WHAT THIS TASK INVOLVES:
Copy out each line of the material that includes the word "service".

SUPPLIED DATA:

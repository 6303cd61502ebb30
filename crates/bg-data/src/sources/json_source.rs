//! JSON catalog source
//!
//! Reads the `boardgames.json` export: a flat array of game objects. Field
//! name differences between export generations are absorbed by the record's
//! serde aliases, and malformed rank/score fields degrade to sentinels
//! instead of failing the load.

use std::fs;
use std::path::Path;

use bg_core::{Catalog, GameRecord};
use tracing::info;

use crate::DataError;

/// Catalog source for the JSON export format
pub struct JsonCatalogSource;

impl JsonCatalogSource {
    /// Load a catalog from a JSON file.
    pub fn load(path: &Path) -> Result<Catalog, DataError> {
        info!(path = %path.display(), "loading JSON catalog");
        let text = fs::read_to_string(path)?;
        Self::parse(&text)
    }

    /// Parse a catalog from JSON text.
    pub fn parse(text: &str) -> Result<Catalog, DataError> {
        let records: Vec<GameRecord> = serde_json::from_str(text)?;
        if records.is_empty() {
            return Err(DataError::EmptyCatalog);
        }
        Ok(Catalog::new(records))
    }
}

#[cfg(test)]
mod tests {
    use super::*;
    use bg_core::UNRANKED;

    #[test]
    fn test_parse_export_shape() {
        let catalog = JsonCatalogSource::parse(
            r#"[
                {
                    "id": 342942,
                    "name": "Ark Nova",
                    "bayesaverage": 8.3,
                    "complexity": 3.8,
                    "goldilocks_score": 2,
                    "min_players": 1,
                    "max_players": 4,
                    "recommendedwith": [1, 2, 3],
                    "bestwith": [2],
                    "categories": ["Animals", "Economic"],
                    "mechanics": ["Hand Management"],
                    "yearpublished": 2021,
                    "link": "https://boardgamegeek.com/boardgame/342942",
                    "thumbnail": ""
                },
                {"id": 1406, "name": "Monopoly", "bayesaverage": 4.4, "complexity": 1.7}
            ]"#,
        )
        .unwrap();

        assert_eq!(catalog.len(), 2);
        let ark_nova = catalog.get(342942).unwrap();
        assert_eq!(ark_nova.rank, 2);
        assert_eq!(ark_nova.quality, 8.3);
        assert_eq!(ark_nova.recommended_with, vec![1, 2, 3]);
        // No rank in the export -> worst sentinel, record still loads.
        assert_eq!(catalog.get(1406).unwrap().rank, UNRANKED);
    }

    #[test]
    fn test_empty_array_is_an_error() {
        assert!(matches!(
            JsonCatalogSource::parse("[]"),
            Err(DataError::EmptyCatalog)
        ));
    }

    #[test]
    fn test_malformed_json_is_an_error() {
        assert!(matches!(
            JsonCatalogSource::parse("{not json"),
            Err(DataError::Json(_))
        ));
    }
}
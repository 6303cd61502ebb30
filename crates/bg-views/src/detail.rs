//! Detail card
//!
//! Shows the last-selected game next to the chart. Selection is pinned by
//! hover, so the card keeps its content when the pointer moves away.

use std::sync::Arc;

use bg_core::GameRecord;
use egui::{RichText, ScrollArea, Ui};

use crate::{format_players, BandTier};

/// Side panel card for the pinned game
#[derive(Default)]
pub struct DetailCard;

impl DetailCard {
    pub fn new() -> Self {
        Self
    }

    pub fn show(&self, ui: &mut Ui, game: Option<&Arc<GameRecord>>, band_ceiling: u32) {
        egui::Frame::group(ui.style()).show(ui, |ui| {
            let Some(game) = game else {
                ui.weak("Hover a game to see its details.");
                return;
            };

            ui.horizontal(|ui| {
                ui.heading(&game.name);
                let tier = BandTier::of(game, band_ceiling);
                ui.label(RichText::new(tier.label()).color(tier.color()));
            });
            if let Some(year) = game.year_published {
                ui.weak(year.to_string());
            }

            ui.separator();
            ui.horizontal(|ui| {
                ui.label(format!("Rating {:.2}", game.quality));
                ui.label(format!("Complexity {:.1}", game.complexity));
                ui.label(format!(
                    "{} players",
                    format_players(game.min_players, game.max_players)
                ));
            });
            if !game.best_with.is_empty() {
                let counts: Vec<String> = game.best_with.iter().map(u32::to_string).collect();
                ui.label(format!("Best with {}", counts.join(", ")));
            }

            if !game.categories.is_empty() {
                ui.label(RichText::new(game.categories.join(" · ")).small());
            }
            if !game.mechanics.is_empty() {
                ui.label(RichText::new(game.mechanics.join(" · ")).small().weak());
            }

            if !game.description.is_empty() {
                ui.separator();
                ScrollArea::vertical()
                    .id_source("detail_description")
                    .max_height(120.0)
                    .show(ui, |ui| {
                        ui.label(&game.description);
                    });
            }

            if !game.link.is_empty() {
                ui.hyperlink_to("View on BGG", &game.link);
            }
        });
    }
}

---

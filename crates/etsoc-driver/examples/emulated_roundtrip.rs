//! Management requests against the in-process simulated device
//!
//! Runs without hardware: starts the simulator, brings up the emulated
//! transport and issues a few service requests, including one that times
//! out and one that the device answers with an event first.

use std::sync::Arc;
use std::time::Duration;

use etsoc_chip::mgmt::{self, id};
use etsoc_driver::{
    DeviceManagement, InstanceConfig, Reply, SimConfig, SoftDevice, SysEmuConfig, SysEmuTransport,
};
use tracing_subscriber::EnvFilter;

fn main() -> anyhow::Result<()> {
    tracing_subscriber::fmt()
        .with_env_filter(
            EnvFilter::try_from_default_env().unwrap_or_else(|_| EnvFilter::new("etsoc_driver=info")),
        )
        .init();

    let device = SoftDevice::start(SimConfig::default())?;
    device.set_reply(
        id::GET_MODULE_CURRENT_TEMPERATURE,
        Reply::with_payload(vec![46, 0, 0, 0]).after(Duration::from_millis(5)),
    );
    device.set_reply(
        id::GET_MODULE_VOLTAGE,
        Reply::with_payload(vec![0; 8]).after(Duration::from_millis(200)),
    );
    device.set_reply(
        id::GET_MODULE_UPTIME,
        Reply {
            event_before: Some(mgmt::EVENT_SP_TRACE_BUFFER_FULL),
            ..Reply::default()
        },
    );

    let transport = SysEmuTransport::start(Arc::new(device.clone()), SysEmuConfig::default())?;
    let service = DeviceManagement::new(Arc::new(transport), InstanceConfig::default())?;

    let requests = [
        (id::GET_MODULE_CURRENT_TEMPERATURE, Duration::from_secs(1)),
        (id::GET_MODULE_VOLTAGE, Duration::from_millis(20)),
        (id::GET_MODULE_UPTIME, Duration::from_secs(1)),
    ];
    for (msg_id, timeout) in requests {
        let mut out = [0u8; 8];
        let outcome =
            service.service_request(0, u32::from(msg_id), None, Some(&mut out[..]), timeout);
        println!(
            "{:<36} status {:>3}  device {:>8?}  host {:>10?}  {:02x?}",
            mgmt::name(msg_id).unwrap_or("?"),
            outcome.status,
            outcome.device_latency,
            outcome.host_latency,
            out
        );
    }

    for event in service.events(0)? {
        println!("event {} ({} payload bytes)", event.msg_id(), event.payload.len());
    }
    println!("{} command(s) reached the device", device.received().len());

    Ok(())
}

WRITTEN RESPONSE:
//! transport and issues a few service requests, including one that times
    let service = DeviceManagement::new(Arc::new(transport), InstanceConfig::default())?;
            service.service_request(0, u32::from(msg_id), None, Some(&mut out[..]), timeout);
    for event in service.events(0)? {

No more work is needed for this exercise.